I ran scripts/analytics-funnel.ts against Supabase a week later. The numbers were brutal:

  • 291 conversations. 9 leads. 3 consultations — all from the same person.
  • 207 of 291 sessions (71%) started with "I'd like to book a consultation" and produced ZERO leads.

The AI wasn't helping anyone find cancer care. It was bouncing elderly patients because it wouldn't answer their question.
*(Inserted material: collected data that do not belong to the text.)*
//! Encode/decode entry points.

use crate::compress::{compress, decompress, CompressFn};
use crate::config::CodecConfig;
use crate::error::{CodecError, Result};
use crate::format::{Compression, WireHeader, HEADER_SIZE};
use crate::payload::{decode_payload, encode_payload, payload_size};
use bytes::{Bytes, BytesMut};
use std::any::TypeId;
use std::borrow::Cow;
use std::sync::Arc;
use zvec_observe::{obs_count, obs_hist, CodecEvt, CodecKind, Meter, NoopMeter, VizEvent};
use zvec_vector::{
    BatchVector, DenseVector, NamedVector, SparseVector, Vector, VectorKind, VectorModel,
};

/// Encode `vector` with the default configuration.
pub fn encode(vector: &Vector) -> Result<Bytes> {
    encode_with(vector, &CodecConfig::default())
}

/// Encode `vector` with an explicit configuration.
///
/// Compression failure is never returned: the message goes out uncompressed
/// and a warning is logged.
pub fn encode_with(vector: &Vector, config: &CodecConfig) -> Result<Bytes> {
    config.validate()?;
    encode_inner(vector, config, compress).map(|e| e.bytes)
}

/// Decode a message with the default configuration.
pub fn decode(bytes: &[u8]) -> Result<Vector> {
    decode_with(bytes, &CodecConfig::default())
}

/// Decode a message with an explicit configuration.
pub fn decode_with(bytes: &[u8], config: &CodecConfig) -> Result<Vector> {
    config.validate()?;
    decode_inner(bytes, config)
}

/// Parse and validate only the header of `bytes`.
pub fn peek_header(bytes: &[u8]) -> Result<WireHeader> {
    let mut slice = bytes;
    WireHeader::decode(&mut slice)
}

/// True for the types this codec can produce and consume.
pub fn supports(type_id: TypeId) -> bool {
    type_id == TypeId::of::<DenseVector>()
        || type_id == TypeId::of::<SparseVector>()
        || type_id == TypeId::of::<NamedVector>()
        || type_id == TypeId::of::<BatchVector>()
        || type_id == TypeId::of::<Vector>()
}

/// [`supports`] for a static type.
pub fn supports_kind<T: 'static>() -> bool {
    supports(TypeId::of::<T>())
}

/// Encoded message plus what happened while producing it.
struct Encoded {
    bytes: Bytes,
    payload_bytes: usize,
    compressed: bool,
    fell_back: bool,
}

fn check_limits(vector: &Vector, config: &CodecConfig) -> Result<()> {
    let dimensions = match vector {
        Vector::Batch(b) => {
            if b.len() > config.max_batch_size {
                return Err(CodecError::LimitExceeded {
                    what: "batch size",
                    limit: config.max_batch_size,
                    actual: b.len(),
                });
            }
            b.vector_dimensions()
        }
        other => other.dimensions(),
    };
    if dimensions > config.max_dimensions {
        return Err(CodecError::LimitExceeded {
            what: "dimensions",
            limit: config.max_dimensions,
            actual: dimensions,
        });
    }
    Ok(())
}

fn encode_inner(vector: &Vector, config: &CodecConfig, compressor: CompressFn) -> Result<Encoded> {
    check_limits(vector, config)?;

    let kind = vector.kind();
    let mut buf = BytesMut::with_capacity(HEADER_SIZE + payload_size(vector));
    WireHeader::new(kind, Compression::None).encode(&mut buf);
    encode_payload(vector, &mut buf)?;

    let payload_bytes = buf.len() - HEADER_SIZE;
    let mut compressed = false;
    let mut fell_back = false;

    if config.compression != Compression::None && payload_bytes > config.compression_threshold {
        match compressor(&buf[HEADER_SIZE..], config.compression, config.zstd_level) {
            Ok(packed) if packed.len() < payload_bytes => {
                buf.truncate(HEADER_SIZE);
                buf[HEADER_SIZE - 1] = WireHeader::new(kind, config.compression).flags();
                buf.extend_from_slice(&packed);
                compressed = true;
            }
            Ok(packed) => {
                tracing::trace!(
                    kind = %kind,
                    payload_bytes,
                    packed_bytes = packed.len(),
                    "compression did not shrink payload, sending uncompressed"
                );
            }
            Err(e) => {
                tracing::warn!(
                    kind = %kind,
                    payload_bytes,
                    error = %e,
                    "compression failed, sending uncompressed"
                );
                fell_back = true;
            }
        }
    }

    tracing::debug!(
        kind = %kind,
        payload_bytes,
        wire_bytes = buf.len(),
        compressed,
        "encoded vector"
    );

    Ok(Encoded {
        bytes: buf.freeze(),
        payload_bytes,
        compressed,
        fell_back,
    })
}

fn decode_inner(bytes: &[u8], config: &CodecConfig) -> Result<Vector> {
    let mut rest = bytes;
    let header = WireHeader::decode(&mut rest)?;

    let payload: Cow<'_, [u8]> = match header.compression {
        Compression::None => Cow::Borrowed(rest),
        algo => Cow::Owned(decompress(rest, algo, config.max_decompressed_bytes)?),
    };

    tracing::trace!(
        kind = %header.kind,
        compression = ?header.compression,
        wire_bytes = bytes.len(),
        payload_bytes = payload.len(),
        "decoding vector"
    );

    decode_payload(header.kind, &payload, config)
}

fn kind_labels(kind: VectorKind) -> &'static [(&'static str, &'static str)] {
    match kind {
        VectorKind::Dense => &[("kind", "dense")],
        VectorKind::Sparse => &[("kind", "sparse")],
        VectorKind::Named => &[("kind", "named")],
        VectorKind::Batch => &[("kind", "batch")],
    }
}

/// A configured codec that reports to a [`Meter`].
///
/// The free functions cover most uses; this type is for callers that want a
/// validated config held once and metrics for every message.
///
/// # Example
///
/// ```
/// use std::sync::Arc;
/// use zvec_codec::{CodecConfig, WireCodec};
/// use zvec_observe::NoopMeter;
/// use zvec_vector::{DenseVector, Vector};
///
/// let codec = WireCodec::with_meter(CodecConfig::default(), Arc::new(NoopMeter)).unwrap();
/// let v = Vector::Dense(DenseVector::new(vec![1.0, 2.0]).unwrap());
/// let bytes = codec.encode(&v).unwrap();
/// assert_eq!(codec.decode(&bytes).unwrap(), v);
/// ```
pub struct WireCodec {
    config: CodecConfig,
    meter: Arc<dyn Meter>,
    compressor: CompressFn,
}

impl WireCodec {
    /// Create a codec with a noop meter.
    pub fn new(config: CodecConfig) -> Result<Self> {
        Self::with_meter(config, Arc::new(NoopMeter))
    }

    /// Create a codec reporting to `meter`.
    pub fn with_meter(config: CodecConfig, meter: Arc<dyn Meter>) -> Result<Self> {
        config.validate()?;
        Ok(Self {
            config,
            meter,
            compressor: compress,
        })
    }

    #[cfg(test)]
    fn with_compressor(mut self, compressor: CompressFn) -> Self {
        self.compressor = compressor;
        self
    }

    pub fn config(&self) -> &CodecConfig {
        &self.config
    }

    pub fn encode(&self, vector: &Vector) -> Result<Bytes> {
        let kind = vector.kind();
        let encoded = match encode_inner(vector, &self.config, self.compressor) {
            Ok(encoded) => encoded,
            Err(e) => {
                self.emit(kind.to_u8(), CodecKind::Rejected);
                return Err(e);
            }
        };

        let labels = kind_labels(kind);
        obs_count!(self.meter, "zvec_encode_bytes", labels, encoded.bytes.len());
        obs_hist!(self.meter, "zvec_encode_wire_bytes", labels, encoded.bytes.len());
        if encoded.fell_back {
            obs_count!(self.meter, "zvec_compression_fallbacks", labels, 1);
            self.emit(kind.to_u8(), CodecKind::CompressionFallback);
        }
        self.emit(
            kind.to_u8(),
            CodecKind::Encoded {
                payload_bytes: encoded.payload_bytes,
                wire_bytes: encoded.bytes.len(),
                compressed: encoded.compressed,
            },
        );

        Ok(encoded.bytes)
    }

    pub fn decode(&self, bytes: &[u8]) -> Result<Vector> {
        match decode_inner(bytes, &self.config) {
            Ok(vector) => {
                let kind = vector.kind();
                obs_count!(self.meter, "zvec_decode_bytes", kind_labels(kind), bytes.len());
                self.emit(
                    kind.to_u8(),
                    CodecKind::Decoded {
                        wire_bytes: bytes.len(),
                    },
                );
                Ok(vector)
            }
            Err(e) => {
                tracing::debug!(error = %e, wire_bytes = bytes.len(), "rejected message");
                obs_count!(self.meter, "zvec_decode_rejects", &[], 1);
                // Only trust the tag once magic, version and flags have parsed.
                let tag = peek_header(bytes).map_or(0, |h| h.kind.to_u8());
                self.emit(tag, CodecKind::Rejected);
                Err(e)
            }
        }
    }

    fn emit(&self, type_tag: u8, kind: CodecKind) {
        self.meter
            .emit(VizEvent::Codec(CodecEvt { type_tag, kind }));
    }
}

impl Default for WireCodec {
    fn default() -> Self {
        Self {
            config: CodecConfig::default(),
            meter: Arc::new(NoopMeter),
            compressor: compress,
        }
    }
}

impl std::fmt::Debug for WireCodec {
    fn fmt(&self, f: &mut std::fmt::Formatter<'_>) -> std::fmt::Result {
        f.debug_struct("WireCodec")
            .field("config", &self.config)
            .finish_non_exhaustive()
    }
}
The Relaxed Gate (What Actually Works)

On c8cccf4 (2026-04-24), I relaxed the prompt:

  • AI MAY share: clinic names, treatments, doctor names, philosophy of care, city/state
  • AI STILL BLOCKS: phone numbers, websites, emails, full addresses, booking links
  • AI MUST lead with value first — 2-3 useful facts in the first response, then a soft offer
  • AI must NOT reference the form — let it stand on its own above the thread

The lead form still renders. Returning visitors with a cached lead skip the gate entirely — the API seeds their info and the form pre-fills for one-click confirm.

Why This Matters

If you're building an AI with a conversion requirement, here's what I'd do differently:

  1. Data minimization first. Strip sensitive fields from your prompt payload when access isn't earned yet. Prompt instructions are defense #2.
  2. Watch what your gate says. "Share your details below" is a bounce trigger. A soft, value-first offer is not.
  3. Pull your session data early. Don't wait for "enough" users — 50 conversations will show you the choke point faster than you think.

The gate was the right instinct. The doorman framing was the mistake.

P.S. The pre-overhaul baseline: 5.8% engagement past 1 message, 3.1% lead capture, 1.0% consultation rate. I'll post the deltas once the data settles — too many changes shipped at once to cleanly attribute lift right now.